Youri Tavrovski : Qui danse avec qui ? (Club d'Izborsk, 28 janvier 2021)
Youri Tavrovski : Qui danse avec qui ?
28 janvier 2021
Pékin invite Washington au tango, mais veut mener la danse.
À la veille de l'inauguration de Joseph Biden, le président chinois Xi Jinping a fait un geste de conciliation. Le 14 janvier, Pékin a publié une lettre de réponse à Howard Schultz, président émérite du conseil d'administration de la chaîne de café américaine Starbucks. Elle note, selon les termes de l'agence de presse officielle Xinhua, que "la Chine a entamé une nouvelle voie pour construire de manière globale un pays socialiste modernisé qui offrira encore plus d'espace aux entreprises du monde entier, y compris aux entreprises américaines". La lettre a été envoyée le 6 janvier, mais la publication a été placée dans les médias plus près du 20 janvier, lorsqu'il y a eu un changement officiel de propriétaire à la Maison Blanche.

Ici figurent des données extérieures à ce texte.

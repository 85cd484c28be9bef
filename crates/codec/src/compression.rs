use flate2::read::{DeflateDecoder, GzDecoder};
use flate2::write::{DeflateEncoder, GzEncoder};
use flate2::Compression;
use serde::{Deserialize, Serialize};
use std::io::{Read, Write};

use crate::CodecError;

/// Compression applied to hash-indexed chunks and blob-store blocks.
///
/// `None` and `Identity` both store bytes verbatim. They differ for the blob
/// store: `None` writes a flat record file addressed by byte offset, while
/// `Identity` still groups records into framed blocks addressed by
/// `(block offset, offset in block)`.
#[derive(Debug, Clone, Copy, PartialEq, Eq, Hash, Default, Serialize, Deserialize)]
#[serde(rename_all = "snake_case")]
pub enum CompressionCodec {
    #[default]
    None,
    Identity,
    Deflate,
    Gzip,
    Snappy,
}

impl CompressionCodec {
    /// Returns `true` if blob records are grouped into blocks.
    #[must_use]
    pub fn is_block_mode(&self) -> bool {
        !matches!(self, CompressionCodec::None)
    }

    /// Returns `true` if compressed bytes equal the input bytes.
    #[must_use]
    pub fn is_passthrough(&self) -> bool {
        matches!(self, CompressionCodec::None | CompressionCodec::Identity)
    }

    /// Stable lowercase name, identical to the config spelling.
    #[must_use]
    pub fn name(&self) -> &'static str {
        match self {
            CompressionCodec::None => "none",
            CompressionCodec::Identity => "identity",
            CompressionCodec::Deflate => "deflate",
            CompressionCodec::Gzip => "gzip",
            CompressionCodec::Snappy => "snappy",
        }
    }

    /// Compresses `data` into a freshly allocated buffer.
    pub fn compress(&self, data: &[u8]) -> Result<Vec<u8>, CodecError> {
        let codec = self.name();
        let fail = |e: std::io::Error| CodecError::Compress {
            codec,
            message: e.to_string(),
        };
        match self {
            CompressionCodec::None | CompressionCodec::Identity => Ok(data.to_vec()),
            CompressionCodec::Deflate => {
                let mut enc = DeflateEncoder::new(Vec::new(), Compression::default());
                enc.write_all(data).map_err(fail)?;
                enc.finish().map_err(fail)
            }
            CompressionCodec::Gzip => {
                let mut enc = GzEncoder::new(Vec::new(), Compression::default());
                enc.write_all(data).map_err(fail)?;
                enc.finish().map_err(fail)
            }
            CompressionCodec::Snappy => snap::raw::Encoder::new()
                .compress_vec(data)
                .map_err(|e| CodecError::Compress {
                    codec,
                    message: e.to_string(),
                }),
        }
    }

    /// Decompresses `data` into `out`, replacing its contents.
    ///
    /// `out` is owned by the caller so that a reader can keep one scratch
    /// buffer per call site and reuse its allocation across chunks.
    pub fn decompress_into(&self, data: &[u8], out: &mut Vec<u8>) -> Result<(), CodecError> {
        let codec = self.name();
        let fail = |e: std::io::Error| CodecError::Decompress {
            codec,
            message: e.to_string(),
        };
        out.clear();
        match self {
            CompressionCodec::None | CompressionCodec::Identity => {
                out.extend_from_slice(data);
            }
            CompressionCodec::Deflate => {
                DeflateDecoder::new(data).read_to_end(out).map_err(fail)?;
            }
            CompressionCodec::Gzip => {
                GzDecoder::new(data).read_to_end(out).map_err(fail)?;
            }
            CompressionCodec::Snappy => {
                let snappy_fail = |e: snap::Error| CodecError::Decompress {
                    codec,
                    message: e.to_string(),
                };
                let len = snap::raw::decompress_len(data).map_err(snappy_fail)?;
                out.resize(len, 0);
                let written = snap::raw::Decoder::new()
                    .decompress(data, out)
                    .map_err(snappy_fail)?;
                out.truncate(written);
            }
        }
        Ok(())
    }
}
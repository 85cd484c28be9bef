use anyhow::Result;
use codec::{CompressionCodec, KeyHasher};
use config::{BlobConfig, DomainConfig};
use hashindex::HashIndexOptions;

use crate::location::LocationCodec;

/// Shape of a blob store's two files.
///
/// Like [`HashIndexOptions`], nothing here is stored in the files; writer,
/// reader and merger must agree on it.
#[derive(Debug, Clone)]
pub struct BlobOptions {
    pub key_hash_size: usize,
    pub hash_index_bits: u32,
    pub hasher: KeyHasher,
    /// `None` writes a flat record file; anything else groups records into
    /// framed blocks compressed with this codec.
    pub compression: CompressionCodec,
    pub blob: BlobConfig,
}

impl BlobOptions {
    /// Flat record file, default hasher and blob settings.
    #[must_use]
    pub fn new(key_hash_size: usize, hash_index_bits: u32) -> Self {
        Self {
            key_hash_size,
            hash_index_bits,
            hasher: KeyHasher::default(),
            compression: CompressionCodec::None,
            blob: BlobConfig::default(),
        }
    }

    #[must_use]
    pub fn with_compression(mut self, compression: CompressionCodec) -> Self {
        self.compression = compression;
        self
    }

    #[must_use]
    pub fn with_hasher(mut self, hasher: KeyHasher) -> Self {
        self.hasher = hasher;
        self
    }

    #[must_use]
    pub fn with_blob(mut self, blob: BlobConfig) -> Self {
        self.blob = blob;
        self
    }

    #[must_use]
    pub fn for_domain(domain: &DomainConfig) -> Self {
        Self {
            key_hash_size: domain.storage.key_hash_size,
            hash_index_bits: domain.storage.hash_index_bits,
            hasher: domain.hasher,
            compression: domain.storage.compression,
            blob: domain.blob.clone(),
        }
    }

    pub fn validate(&self) -> Result<()> {
        self.blob.validate(self.compression)?;
        self.index_options().validate()
    }

    /// Options of the key index: the value is a location descriptor.
    ///
    /// The key index keeps the codec's chunk compression; in block mode that
    /// means both files are compressed.
    #[must_use]
    pub fn index_options(&self) -> HashIndexOptions {
        HashIndexOptions::new(
            self.key_hash_size,
            self.blob.location_size(self.compression),
            self.hash_index_bits,
        )
        .with_compression(self.compression)
        .with_hasher(self.hasher)
    }

    #[must_use]
    pub fn location_codec(&self) -> LocationCodec {
        if self.compression.is_block_mode() {
            LocationCodec::block(self.blob.offset_num_bytes, self.blob.offset_in_block_num_bytes)
        } else {
            LocationCodec::flat(self.blob.offset_num_bytes)
        }
    }
}
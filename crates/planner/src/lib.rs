//! # Planner - version graph, update plans and retention
//!
//! Pure functions over an in-memory [`VersionGraph`]; nothing here touches
//! the filesystem.
//!
//! - [`plan_update`] finds the shortest `(base, deltas)` sequence that turns a
//!   partition's current state into a target version.
//! - [`versions_to_delete`] decides which remote versions are no longer
//!   needed by any retained leaf.
//!
//! Both walk parent links backward with the same routine,
//! [`resolve_chain`], so a version retention keeps is always one the updater
//! can rebuild.

mod plan;
mod retention;
mod version;

use thiserror::Error;

pub use plan::{plan_update, resolve_chain, UpdatePlan};
pub use retention::versions_to_delete;
pub use version::{DomainVersion, VersionGraph};

/// Why no plan could be produced. No partial plan is ever returned.
#[derive(Debug, Clone, PartialEq, Eq, Error)]
pub enum PlanError {
    #[error("version {0} is not known to the domain")]
    UnknownVersion(u32),

    #[error("version {0} is not closed and cannot be part of an update")]
    OpenVersion(u32),

    #[error("target version {0} is defunct")]
    DefunctTarget(u32),

    #[error("version {version} has parent {parent}, which is not known to the domain")]
    MissingParent { version: u32, parent: u32 },

    #[error("delta version {0} has no parent")]
    Orphan(u32),

    #[error("no non-defunct base reachable from version {0}")]
    NoAnchor(u32),

    #[error("parent links of version {0} form a cycle")]
    Cycle(u32),
}

#[cfg(test)]
mod tests;
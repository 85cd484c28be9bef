use anyhow::Result;
use blobstore::{BlobOptions, BlobReader, BlobReaderStats};
use config::{DomainConfig, StorageEngineKind};
use hashindex::{HashIndexOptions, HashIndexReader};
use std::path::Path;

use crate::naming::{detect_current_version, list_files, FileExt, VersionedFile};

enum Store {
    HashIndexed(HashIndexReader),
    Blob(BlobReader),
}

/// Read-only view of a partition's current version.
///
/// Keeps its files open, so it keeps answering from the version it was
/// opened at even after an update commits; reopen to pick up the new one.
pub struct PartitionReader {
    version: u32,
    store: Store,
}

impl PartitionReader {
    /// Opens the current version under `root`, or `None` if the partition
    /// holds no complete base.
    pub fn open(domain: &DomainConfig, root: &Path) -> Result<Option<Self>> {
        let version = match detect_current_version(list_files(root)?, domain.engine) {
            Some(v) => v,
            None => return Ok(None),
        };
        let path = |ext| root.join(VersionedFile::new(version, true, ext).file_name());
        let store = match domain.engine {
            StorageEngineKind::HashIndexed => Store::HashIndexed(HashIndexReader::open(
                path(FileExt::Index),
                HashIndexOptions::for_domain(domain),
            )?),
            StorageEngineKind::Blob => Store::Blob(BlobReader::open(
                path(FileExt::Index),
                path(FileExt::Records),
                &BlobOptions::for_domain(domain),
            )?),
        };
        Ok(Some(Self { version, store }))
    }

    #[must_use]
    pub fn version(&self) -> u32 {
        self.version
    }

    pub fn get(&self, key: &[u8]) -> Result<Option<Vec<u8>>> {
        match &self.store {
            Store::HashIndexed(r) => r.get(key),
            Store::Blob(r) => Ok(r.get(key)?.value),
        }
    }

    /// Blob reader counters; `None` for hash-indexed domains.
    #[must_use]
    pub fn blob_stats(&self) -> Option<BlobReaderStats> {
        match &self.store {
            Store::HashIndexed(_) => None,
            Store::Blob(r) => Some(r.stats()),
        }
    }
}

Le premier anniversaire de la "phase 1" de l'accord commercial entre la Chine et les États-Unis, signé le 15 janvier 2020, s'est également avéré très opportun. Les médias chinois commentent activement cet événement, en soulignant la nécessité de surmonter la "guerre commerciale" initiée par le président Trump en 2018. En même temps, il est souligné que même dans des conditions de ralentissement de la croissance économique dû à la pandémie de COVID-19, la Chine remplit ses obligations autant que possible. Pékin a promis d'acheter pour 200 milliards de dollars supplémentaires de produits agricoles, d'énergie et d'autres biens dans un délai de deux ans. Selon les dernières données du département des douanes, rien qu'en 2020, les importations en provenance d'Amérique ont atteint 135 milliards de dollars, soit une hausse de 9,8 %. Dans le même temps, les achats de produits agricoles ont augmenté de 66,9 %.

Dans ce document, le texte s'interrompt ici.